[[ Exercise materials open ]]
//! Pure data types for pipewright — process specs, exit status, pipeline errors.
//!
//! This crate is a leaf dependency with no async runtime and no I/O.
//! It exists so that callers can name pipewright's error taxonomy and
//! process descriptions without pulling in tokio.

pub mod error;
pub mod spec;
pub mod status;

// Flat re-exports for convenience
pub use error::*;
pub use spec::*;
pub use status::*;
[[ Exercise materials closed ]]
Problem: Make an exact copy of every record listed above.

Response:
//! Pure data types for pipewright — process specs, exit status, pipeline errors.
//!
//! This crate is a leaf dependency with no async runtime and no I/O.
//! It exists so that callers can name pipewright's error taxonomy and
//! process descriptions without pulling in tokio.

pub mod error;
pub mod spec;
pub mod status;

// Flat re-exports for convenience
pub use error::*;
pub use spec::*;
pub use status::*;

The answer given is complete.